The data:
>>

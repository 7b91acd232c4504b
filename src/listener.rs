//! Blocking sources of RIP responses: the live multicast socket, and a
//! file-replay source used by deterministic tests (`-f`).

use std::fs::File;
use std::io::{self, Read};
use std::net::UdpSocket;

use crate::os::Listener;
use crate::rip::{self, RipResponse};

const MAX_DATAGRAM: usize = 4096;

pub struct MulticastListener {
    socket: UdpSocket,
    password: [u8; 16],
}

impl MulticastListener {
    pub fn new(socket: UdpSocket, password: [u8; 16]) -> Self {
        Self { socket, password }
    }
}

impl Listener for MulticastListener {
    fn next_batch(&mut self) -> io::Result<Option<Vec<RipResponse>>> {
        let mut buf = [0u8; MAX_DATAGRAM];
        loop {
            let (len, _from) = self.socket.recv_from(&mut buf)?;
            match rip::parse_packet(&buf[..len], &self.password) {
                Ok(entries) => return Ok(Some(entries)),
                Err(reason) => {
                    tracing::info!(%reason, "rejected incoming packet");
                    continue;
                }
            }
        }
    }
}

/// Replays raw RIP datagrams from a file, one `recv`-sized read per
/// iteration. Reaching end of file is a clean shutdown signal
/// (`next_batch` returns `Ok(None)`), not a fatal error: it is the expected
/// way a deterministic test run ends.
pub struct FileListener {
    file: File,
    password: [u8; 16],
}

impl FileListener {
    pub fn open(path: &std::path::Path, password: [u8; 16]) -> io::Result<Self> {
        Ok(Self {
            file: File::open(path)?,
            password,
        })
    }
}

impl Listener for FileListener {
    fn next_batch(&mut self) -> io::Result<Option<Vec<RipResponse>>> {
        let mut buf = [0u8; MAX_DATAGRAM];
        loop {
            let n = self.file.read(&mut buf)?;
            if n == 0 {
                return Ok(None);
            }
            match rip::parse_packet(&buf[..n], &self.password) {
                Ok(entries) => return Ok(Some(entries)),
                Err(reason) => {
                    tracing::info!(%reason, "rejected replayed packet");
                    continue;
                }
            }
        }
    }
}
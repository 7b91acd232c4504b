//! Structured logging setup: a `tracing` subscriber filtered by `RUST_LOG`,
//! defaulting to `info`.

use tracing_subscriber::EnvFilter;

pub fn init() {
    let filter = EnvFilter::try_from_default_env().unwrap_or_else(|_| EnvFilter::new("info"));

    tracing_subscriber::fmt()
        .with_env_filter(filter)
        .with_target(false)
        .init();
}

<<
>>

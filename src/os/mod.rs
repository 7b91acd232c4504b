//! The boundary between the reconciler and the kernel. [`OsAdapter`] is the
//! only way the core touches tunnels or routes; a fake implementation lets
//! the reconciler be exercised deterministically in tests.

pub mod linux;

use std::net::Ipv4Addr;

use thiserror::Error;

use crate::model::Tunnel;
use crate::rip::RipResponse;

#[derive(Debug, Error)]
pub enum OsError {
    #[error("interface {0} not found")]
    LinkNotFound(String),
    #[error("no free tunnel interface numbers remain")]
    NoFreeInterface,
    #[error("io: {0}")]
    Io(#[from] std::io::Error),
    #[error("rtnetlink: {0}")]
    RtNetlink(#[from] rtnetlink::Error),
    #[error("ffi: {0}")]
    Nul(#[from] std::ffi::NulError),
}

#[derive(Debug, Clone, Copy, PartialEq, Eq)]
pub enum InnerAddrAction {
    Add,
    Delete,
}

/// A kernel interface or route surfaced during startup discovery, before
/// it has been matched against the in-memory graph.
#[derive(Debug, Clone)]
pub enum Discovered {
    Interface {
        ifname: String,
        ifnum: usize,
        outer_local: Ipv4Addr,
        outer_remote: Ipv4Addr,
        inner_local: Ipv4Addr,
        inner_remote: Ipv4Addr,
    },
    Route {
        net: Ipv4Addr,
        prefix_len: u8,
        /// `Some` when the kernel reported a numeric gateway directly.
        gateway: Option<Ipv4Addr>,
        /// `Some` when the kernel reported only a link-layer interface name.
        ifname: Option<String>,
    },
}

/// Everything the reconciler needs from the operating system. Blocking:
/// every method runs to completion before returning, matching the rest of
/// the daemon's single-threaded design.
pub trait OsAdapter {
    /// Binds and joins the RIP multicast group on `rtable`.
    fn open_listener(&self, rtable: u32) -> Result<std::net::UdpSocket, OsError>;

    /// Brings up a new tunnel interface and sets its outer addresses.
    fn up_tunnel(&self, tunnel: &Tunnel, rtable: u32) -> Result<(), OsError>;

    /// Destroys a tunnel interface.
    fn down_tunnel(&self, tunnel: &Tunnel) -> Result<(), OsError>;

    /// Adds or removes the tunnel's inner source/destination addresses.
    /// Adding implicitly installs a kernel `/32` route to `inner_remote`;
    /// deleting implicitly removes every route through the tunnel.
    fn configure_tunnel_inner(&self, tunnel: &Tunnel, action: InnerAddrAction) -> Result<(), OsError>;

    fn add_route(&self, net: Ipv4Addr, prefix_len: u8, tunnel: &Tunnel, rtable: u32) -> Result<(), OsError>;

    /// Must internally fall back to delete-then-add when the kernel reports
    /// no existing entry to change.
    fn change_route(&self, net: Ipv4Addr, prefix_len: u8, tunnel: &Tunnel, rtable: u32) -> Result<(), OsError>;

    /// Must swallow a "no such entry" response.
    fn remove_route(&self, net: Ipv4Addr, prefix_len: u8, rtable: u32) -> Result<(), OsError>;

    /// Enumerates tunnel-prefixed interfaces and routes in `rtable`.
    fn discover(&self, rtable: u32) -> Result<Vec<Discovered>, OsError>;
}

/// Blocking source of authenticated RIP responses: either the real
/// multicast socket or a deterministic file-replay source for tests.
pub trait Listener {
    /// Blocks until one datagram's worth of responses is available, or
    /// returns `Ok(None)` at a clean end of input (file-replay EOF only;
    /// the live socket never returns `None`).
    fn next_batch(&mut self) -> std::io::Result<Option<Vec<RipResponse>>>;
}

<<

What is being asked: Print exactly the lines of the listing above starting at the line containing "fn open_listener(&self, rtable: u32)" and ending at the line containing "u8, rtable: u32) -> Result<(), OsError>;", both included.

Result of this task:
    fn open_listener(&self, rtable: u32) -> Result<std::net::UdpSocket, OsError>;

    /// Brings up a new tunnel interface and sets its outer addresses.
    fn up_tunnel(&self, tunnel: &Tunnel, rtable: u32) -> Result<(), OsError>;

    /// Destroys a tunnel interface.
    fn down_tunnel(&self, tunnel: &Tunnel) -> Result<(), OsError>;

    /// Adds or removes the tunnel's inner source/destination addresses.
    /// Adding implicitly installs a kernel `/32` route to `inner_remote`;
    /// deleting implicitly removes every route through the tunnel.
    fn configure_tunnel_inner(&self, tunnel: &Tunnel, action: InnerAddrAction) -> Result<(), OsError>;

    fn add_route(&self, net: Ipv4Addr, prefix_len: u8, tunnel: &Tunnel, rtable: u32) -> Result<(), OsError>;

    /// Must internally fall back to delete-then-add when the kernel reports
    /// no existing entry to change.
    fn change_route(&self, net: Ipv4Addr, prefix_len: u8, tunnel: &Tunnel, rtable: u32) -> Result<(), OsError>;

    /// Must swallow a "no such entry" response.
    fn remove_route(&self, net: Ipv4Addr, prefix_len: u8, rtable: u32) -> Result<(), OsError>;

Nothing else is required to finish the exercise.